HOUSTON (Reuters) - The last of the seven Project Mercury astronauts who pioneered U.S. space exploration in the 1960s remembered one of their own as a fearless pilot with the "right stuff" in an emotional memorial ceremony on Friday for Gordon Cooper.

Cooper died on Oct. 4 at the age of 77 in his Ventura, California, home, leaving only John Glenn, Wally Schirra and Scott Carpenter from the seven young men selected in 1959 to lead the Cold War space race against the Soviet Union.

"In flying terms, most of these people up on this platform have a lot more runway behind them than ahead of them," Glenn, 83, said at Johnson Space Center.

"Gordo has scrambled, he's out there ahead of us with Gus and Al and Deke, and I'm sure we'll all rendezvous out there someday," he said, referring to late Mercury astronauts Gus Grissom, Alan Shephard and Deke Slayton.

Glenn, the former U.S. senator from Ohio, remembered several humorous incidents involving Cooper as well as his bravery in space on the two missions he flew -- the 22-orbit Faith 7 flight that concluded the Mercury program in 1963 and the eight-day Gemini 5 flight in 1965.

On the Faith 7 flight, he manually took over controls after a technical malfunction and coolly fired landing rockets at just the right instant to steer his space capsule home, Glenn said.

"He was asked a little later how it worked out and Gordo, in his best technical language, in NASA (news - web sites) unapproved communication procedure, replied 'landed right on the old kazoo."' Glenn said, drawing a laugh from a crowd that included a number of major figures from NASA's earliest days.
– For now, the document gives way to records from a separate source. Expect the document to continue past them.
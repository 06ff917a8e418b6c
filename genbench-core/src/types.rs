//! Core type definitions for genbench

use crate::error::ParseError;
use serde::{Deserialize, Serialize};
use std::fmt;
use std::str::FromStr;

/// HTTP methods an endpoint under benchmark may use
#[derive(Debug, Clone, Copy, PartialEq, Eq, Hash, Serialize, Deserialize)]
#[serde(rename_all = "UPPERCASE")]
#[derive(Default)]
pub enum HttpMethod {
    #[default]
    Get,
    Post,
    Put,
    Delete,
    Patch,
    Head,
    Options,
}

impl HttpMethod {
    /// Get the string representation of the HTTP method
    pub fn as_str(&self) -> &'static str {
        match self {
            HttpMethod::Get => "GET",
            HttpMethod::Post => "POST",
            HttpMethod::Put => "PUT",
            HttpMethod::Delete => "DELETE",
            HttpMethod::Patch => "PATCH",
            HttpMethod::Head => "HEAD",
            HttpMethod::Options => "OPTIONS",
        }
    }
}

impl fmt::Display for HttpMethod {
    fn fmt(&self, f: &mut fmt::Formatter<'_>) -> fmt::Result {
        write!(f, "{}", self.as_str())
    }
}

impl FromStr for HttpMethod {
    type Err = ParseError;

    fn from_str(s: &str) -> Result<Self, Self::Err> {
        match s.trim().to_uppercase().as_str() {
            "GET" => Ok(HttpMethod::Get),
            "POST" => Ok(HttpMethod::Post),
            "PUT" => Ok(HttpMethod::Put),
            "DELETE" => Ok(HttpMethod::Delete),
            "PATCH" => Ok(HttpMethod::Patch),
            "HEAD" => Ok(HttpMethod::Head),
            "OPTIONS" => Ok(HttpMethod::Options),
            _ => Err(ParseError::InvalidHttpMethod(s.to_string())),
        }
    }
}

/// Authorization an endpoint requires from its caller
#[derive(Debug, Clone, Copy, PartialEq, Eq, Hash, Serialize, Deserialize, Default)]
#[serde(rename_all = "lowercase")]
pub enum Authorization {
    #[default]
    None,
    User,
    Admin,
}

impl Authorization {
    pub fn as_str(&self) -> &'static str {
        match self {
            Authorization::None => "none",
            Authorization::User => "user",
            Authorization::Admin => "admin",
        }
    }
}

impl fmt::Display for Authorization {
    fn fmt(&self, f: &mut fmt::Formatter<'_>) -> fmt::Result {
        write!(f, "{}", self.as_str())
    }
}

impl FromStr for Authorization {
    type Err = ParseError;

    fn from_str(s: &str) -> Result<Self, Self::Err> {
        let normalized = s.trim().to_lowercase();
        let normalized = normalized.strip_prefix("role_").unwrap_or(&normalized);
        match normalized {
            "" | "none" | "public" => Ok(Authorization::None),
            "user" => Ok(Authorization::User),
            "admin" => Ok(Authorization::Admin),
            _ => Err(ParseError::InvalidAuthorization(s.to_string())),
        }
    }
}

/// Closed failure taxonomy assigned to every run.
///
/// Declaration order matches the classifier's evaluation order, with
/// `UnknownFailure` and `None` as the two terminal labels.
#[derive(Debug, Clone, Copy, PartialEq, Eq, Hash, PartialOrd, Ord, Serialize, Deserialize)]
#[serde(rename_all = "SCREAMING_SNAKE_CASE")]
pub enum ErrorType {
    NoClassFiles,
    CompilationMissingDependency,
    RmiSerialization,
    ExternalToolError,
    Compilation,
    Timeout,
    OutOfMemory,
    RmiConnection,
    ContainerError,
    RuntimeException,
    UnknownFailure,
    None,
}

impl ErrorType {
    pub fn as_str(&self) -> &'static str {
        match self {
            ErrorType::NoClassFiles => "NO_CLASS_FILES",
            ErrorType::CompilationMissingDependency => "COMPILATION_MISSING_DEPENDENCY",
            ErrorType::RmiSerialization => "RMI_SERIALIZATION",
            ErrorType::ExternalToolError => "EXTERNAL_TOOL_ERROR",
            ErrorType::Compilation => "COMPILATION",
            ErrorType::Timeout => "TIMEOUT",
            ErrorType::OutOfMemory => "OUT_OF_MEMORY",
            ErrorType::RmiConnection => "RMI_CONNECTION",
            ErrorType::ContainerError => "CONTAINER_ERROR",
            ErrorType::RuntimeException => "RUNTIME_EXCEPTION",
            ErrorType::UnknownFailure => "UNKNOWN_FAILURE",
            ErrorType::None => "NONE",
        }
    }

    /// Get all labels of the taxonomy
    pub fn all() -> &'static [ErrorType] {
        &[
            ErrorType::NoClassFiles,
            ErrorType::CompilationMissingDependency,
            ErrorType::RmiSerialization,
            ErrorType::ExternalToolError,
            ErrorType::Compilation,
            ErrorType::Timeout,
            ErrorType::OutOfMemory,
            ErrorType::RmiConnection,
            ErrorType::ContainerError,
            ErrorType::RuntimeException,
            ErrorType::UnknownFailure,
            ErrorType::None,
        ]
    }

    pub fn is_failure(&self) -> bool {
        !matches!(self, ErrorType::None)
    }

    /// Short human description used in narrative reports
    pub fn description(&self) -> &'static str {
        match self {
            ErrorType::NoClassFiles => "compiled classes missing from the target",
            ErrorType::CompilationMissingDependency => "compilation failed on a missing package",
            ErrorType::RmiSerialization => "framework types could not cross the tool's RMI boundary",
            ErrorType::ExternalToolError => "the tool reported an internal error",
            ErrorType::Compilation => "generated or target sources failed to compile",
            ErrorType::Timeout => "the run exceeded its deadline",
            ErrorType::OutOfMemory => "the tool ran out of memory",
            ErrorType::RmiConnection => "the tool's client/master connection failed",
            ErrorType::ContainerError => "the container runtime failed",
            ErrorType::RuntimeException => "an unhandled runtime exception",
            ErrorType::UnknownFailure => "non-zero exit with no recognised signature",
            ErrorType::None => "no error",
        }
    }
}

impl fmt::Display for ErrorType {
    fn fmt(&self, f: &mut fmt::Formatter<'_>) -> fmt::Result {
        write!(f, "{}", self.as_str())
    }
}

impl FromStr for ErrorType {
    type Err = ParseError;

    fn from_str(s: &str) -> Result<Self, Self::Err> {
        let wanted = s.trim().to_uppercase();
        ErrorType::all()
            .iter()
            .copied()
            .find(|label| label.as_str() == wanted)
            .ok_or_else(|| ParseError::InvalidErrorType(s.to_string()))
    }
}

/// Outcome of the generation step, derived solely from the exit code
#[derive(Debug, Clone, Copy, PartialEq, Eq, Hash, Serialize, Deserialize)]
#[serde(rename_all = "UPPERCASE")]
pub enum GenerationStatus {
    Success,
    Failed,
}

impl GenerationStatus {
    pub fn from_exit_code(exit_code: i32) -> Self {
        if exit_code == 0 {
            GenerationStatus::Success
        } else {
            GenerationStatus::Failed
        }
    }

    pub fn as_str(&self) -> &'static str {
        match self {
            GenerationStatus::Success => "SUCCESS",
            GenerationStatus::Failed => "FAILED",
        }
    }
}

impl fmt::Display for GenerationStatus {
    fn fmt(&self, f: &mut fmt::Formatter<'_>) -> fmt::Result {
        write!(f, "{}", self.as_str())
    }
}

impl FromStr for GenerationStatus {
    type Err = ParseError;

    fn from_str(s: &str) -> Result<Self, Self::Err> {
        match s.trim().to_uppercase().as_str() {
            "SUCCESS" => Ok(GenerationStatus::Success),
            "FAILED" => Ok(GenerationStatus::Failed),
            _ => Err(ParseError::InvalidGenerationStatus(s.to_string())),
        }
    }
}

#[cfg(test)]
mod tests {
    use super::*;

    #[test]
    fn test_http_method_from_str() {
        assert_eq!(HttpMethod::from_str("get").unwrap(), HttpMethod::Get);
        assert_eq!(HttpMethod::from_str(" POST ").unwrap(), HttpMethod::Post);
        assert!(HttpMethod::from_str("FETCH").is_err());
    }

    #[test]
    fn test_authorization_from_str() {
        assert_eq!(Authorization::from_str("ADMIN").unwrap(), Authorization::Admin);
        assert_eq!(Authorization::from_str("ROLE_USER").unwrap(), Authorization::User);
        assert_eq!(Authorization::from_str("").unwrap(), Authorization::None);
        assert!(Authorization::from_str("root").is_err());
    }

    #[test]
    fn test_error_type_round_trips_through_text() {
        for label in ErrorType::all() {
            assert_eq!(ErrorType::from_str(label.as_str()).unwrap(), *label);
            let json = serde_json::to_string(label).unwrap();
            assert_eq!(json, format!("\"{}\"", label.as_str()));
        }
        assert!(ErrorType::from_str("UNKNOWN").is_err());
    }

    #[test]
    fn test_generation_status_follows_exit_code() {
        assert_eq!(GenerationStatus::from_exit_code(0), GenerationStatus::Success);
        assert_eq!(GenerationStatus::from_exit_code(1), GenerationStatus::Failed);
        assert_eq!(GenerationStatus::from_exit_code(124), GenerationStatus::Failed);
    }
}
"You could always depend on Gordo," he said.

Carpenter, 79, recalled that the Cold War hopes of the United States were seen as riding on the shoulders of the Mercury 7.

"This was at a time when world opinion had it that pre-eminence in space was a condition of national survival," he said.
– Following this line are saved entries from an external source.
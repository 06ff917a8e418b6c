//! Core error types for genbench

use std::path::PathBuf;
use thiserror::Error;

/// Top-level error type for orchestration-level failures
#[derive(Debug, Error)]
pub enum GenbenchError {
    /// Endpoint catalog errors
    #[error("Catalog error: {0}")]
    Catalog(#[from] CatalogError),

    /// Value parsing errors
    #[error("Parse error: {0}")]
    Parse(#[from] ParseError),

    /// Required external dependency is absent
    #[error("Missing dependency: {0}")]
    MissingDependency(String),

    /// I/O errors
    #[error("I/O error: {0}")]
    Io(#[from] std::io::Error),

    /// Serialization/deserialization errors
    #[error("Serialization error: {0}")]
    Serialization(String),

    /// Generic errors
    #[error("{0}")]
    Other(String),
}

/// Result type alias for genbench
pub type Result<T> = std::result::Result<T, GenbenchError>;

impl From<serde_json::Error> for GenbenchError {
    fn from(err: serde_json::Error) -> Self {
        GenbenchError::Serialization(err.to_string())
    }
}

/// Endpoint catalog errors
#[derive(Debug, Error)]
pub enum CatalogError {
    #[error("Catalog not found: {}", .0.display())]
    Missing(PathBuf),

    #[error("Failed to read catalog: {0}")]
    Read(#[from] csv::Error),

    #[error("Malformed catalog row at line {line}: {message}")]
    Malformed { line: u64, message: String },

    #[error("Duplicate endpoint id {id} at line {line}")]
    DuplicateId { id: u32, line: u64 },

    #[error("Endpoint ids must be dense starting at 1: expected {expected}, found {found}")]
    NonDenseIds { expected: u32, found: u32 },

    #[error("Catalog contains no endpoints")]
    Empty,

    #[error(transparent)]
    NotFound(#[from] InvalidEndpointError),
}

/// Requested endpoint id is outside the loaded catalog
#[derive(Debug, Clone, PartialEq, Eq, Error)]
#[error("Invalid endpoint id {id}: catalog defines endpoints 1..={max}")]
pub struct InvalidEndpointError {
    pub id: u32,
    pub max: u32,
}

/// Errors from parsing enum values out of text
#[derive(Debug, Clone, PartialEq, Eq, Error)]
pub enum ParseError {
    #[error("Invalid HTTP method: '{0}'. Supported methods are: GET, POST, PUT, DELETE, PATCH, HEAD, OPTIONS")]
    InvalidHttpMethod(String),

    #[error("Invalid authorization requirement: '{0}'. Supported values are: none, user, admin")]
    InvalidAuthorization(String),

    #[error("Invalid error type: '{0}'")]
    InvalidErrorType(String),

    #[error("Invalid generation status: '{0}'. Supported values are: SUCCESS, FAILED")]
    InvalidGenerationStatus(String),
}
Cooper, he said, was a key figure in giving the group a sense of solidarity: "It is proper now to say farewell, Gordon Cooper. It was an honor being a member of your fraternity."

"We regret losing Gordon, he was one of our dear friends," said Schirra, 81. "Not too bad of a water skier, not too bad of a pilot, but a heck of a good astronaut."

Astronauts Mike Fincke and Gennady Padalka aboard the International Space Station paid tribute to Cooper by ringing the ship's bell three times.